On May 9, according to the New York Times, fifteen states sued the Trump administration over its declaration of an "energy emergency," arguing that there is no emergency and that the order instructs regulators to illegally bypass reviews of fossil fuel projects, potentially damaging the environment. The lawsuit argued that President Trump's declaration meant that reviews required by environmental laws like the Clean Water Act, the Endangered Species Act and the Historic National Preservation Act were being shortened or skipped. Note that the US Energy Information Administration in March 2024 stated that, "The United States produced more crude oil than any nation at any time...for the past six years." Additionally, U.S. crude oil production has risen since March 2024, according to YCHARTS.
Also, on January 20 Trump declared an emergency on the southern border.

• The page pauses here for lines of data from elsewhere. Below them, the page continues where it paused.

//! HTTP (and optional UDS) server for a peer.

use std::net::SocketAddr;
use std::sync::Arc;
use tokio::net::TcpListener;
use tracing::info;

use crate::config::Config;
use crate::error::{CacheError, CacheResult};
use crate::peer::{named_peer, CachePeer, LeaseSweeper, Peer, PeerConfig, TieredConfig, TieredPeer};
use crate::transport::{peer_router, UdsServer};

/// Builds the peer described by a config: a single cache peer, or a
/// memory-over-file tiered composite.
pub fn build_peer(config: &Config) -> Arc<dyn Peer> {
    if config.tiered {
        let hot = CachePeer::new(PeerConfig {
            data_dir: config.data_dir.join("hot"),
            max_objects: config.hot_max_objects,
            max_bytes: config.hot_max_bytes,
            evict_on_full: false,
        });
        let cold = CachePeer::new(PeerConfig {
            data_dir: config.data_dir.join("cold"),
            max_objects: config.max_objects,
            max_bytes: config.max_bytes,
            evict_on_full: true,
        });
        TieredPeer::new(hot, cold, TieredConfig::default())
    } else {
        CachePeer::new(PeerConfig {
            data_dir: config.data_dir.clone(),
            max_objects: config.max_objects,
            max_bytes: config.max_bytes,
            evict_on_full: true,
        })
    }
}

/// Peer server: wires a peer to its transports and background sweeper.
pub struct PeerServer {
    config: Arc<Config>,
    peer: Arc<dyn Peer>,
}

impl PeerServer {
    pub fn new(config: Config) -> Self {
        let peer = build_peer(&config);
        Self::with_peer(config, peer)
    }

    pub fn with_peer(config: Config, peer: Arc<dyn Peer>) -> Self {
        // A named peer is also reachable in-process via memory://<name>,
        // with whatever capacity and tiering this config gave it.
        let peer = match &config.name {
            Some(name) => named_peer(name, peer),
            None => peer,
        };
        Self {
            config: Arc::new(config),
            peer,
        }
    }

    pub fn peer(&self) -> &Arc<dyn Peer> {
        &self.peer
    }

    /// Runs until ctrl-c.
    pub async fn run(self) -> CacheResult<()> {
        let addr: SocketAddr = self
            .config
            .http_bind_address()
            .parse()
            .map_err(|e| CacheError::internal(format!("bad bind address: {}", e)))?;

        LeaseSweeper::new(self.peer.clone(), self.config.sweep_interval).spawn();

        if let Some(socket) = &self.config.socket {
            let uds = UdsServer::bind(self.peer.clone(), socket.clone()).await?;
            uds.spawn();
        }

        let app = peer_router(self.peer.clone());
        let listener = TcpListener::bind(addr)
            .await
            .map_err(|e| CacheError::internal(format!("bind {}: {}", addr, e)))?;
        info!("packice peer is listening at http://{}", addr);

        axum::serve(listener, app)
            .with_graceful_shutdown(async {
                let _ = tokio::signal::ctrl_c().await;
            })
            .await
            .map_err(|e| CacheError::internal(format!("http serve: {}", e)))
    }

    /// Returns the bind address.
    pub fn bind_address(&self) -> String {
        self.config.http_bind_address()
    }

    /// Returns the base URL for the HTTP adapter.
    pub fn base_url(&self) -> String {
        format!("http://{}", self.bind_address())
    }
}

/// Builder for creating a peer server.
pub struct PeerServerBuilder {
    config: Config,
    peer: Option<Arc<dyn Peer>>,
}

impl PeerServerBuilder {
    pub fn new() -> Self {
        Self {
            config: Config::default(),
            peer: None,
        }
    }

    pub fn config(mut self, config: Config) -> Self {
        self.config = config;
        self
    }

    pub fn host(mut self, host: impl Into<String>) -> Self {
        self.config.host = host.into();
        self
    }

    pub fn port(mut self, port: u16) -> Self {
        self.config.port = port;
        self
    }

    pub fn data_dir(mut self, dir: impl Into<std::path::PathBuf>) -> Self {
        self.config.data_dir = dir.into();
        self
    }

    pub fn socket(mut self, path: impl Into<std::path::PathBuf>) -> Self {
        self.config.socket = Some(path.into());
        self
    }

    pub fn name(mut self, name: impl Into<String>) -> Self {
        self.config.name = Some(name.into());
        self
    }

    pub fn peer(mut self, peer: Arc<dyn Peer>) -> Self {
        self.peer = Some(peer);
        self
    }

    pub fn build(self) -> PeerServer {
        match self.peer {
            Some(peer) => PeerServer::with_peer(self.config, peer),
            None => PeerServer::new(self.config),
        }
    }
}

impl Default for PeerServerBuilder {
    fn default() -> Self {
        Self::new()
    }
}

That executive order, which opened with the words, "America's sovereignty is under attack," revived his first-term argument that he can use emergency powers to redirect military resources toward building a border wall and other immigration-related actions.
The president has also discussed using a law called the Alien Enemies Act to gain emergency powers that would let him bypass some normal immigration laws in a deportation push. In early February, Trump used that "emergency" on the border — plus concerns about the fentanyl crisis — as the legal justification for tariffs imposed on China and threatened against Canada and Mexico.
The above NPR article proceeded to state that Trump can impose tariffs without an emergency, using powers delegated to him by Congress. That's how he put tariffs on aluminum, steel and Chinese goods in his first administration and how he may impose reciprocal tariffs on a slew of countries. However, it requires following a specific process and soliciting public input. Emergency powers speed things up.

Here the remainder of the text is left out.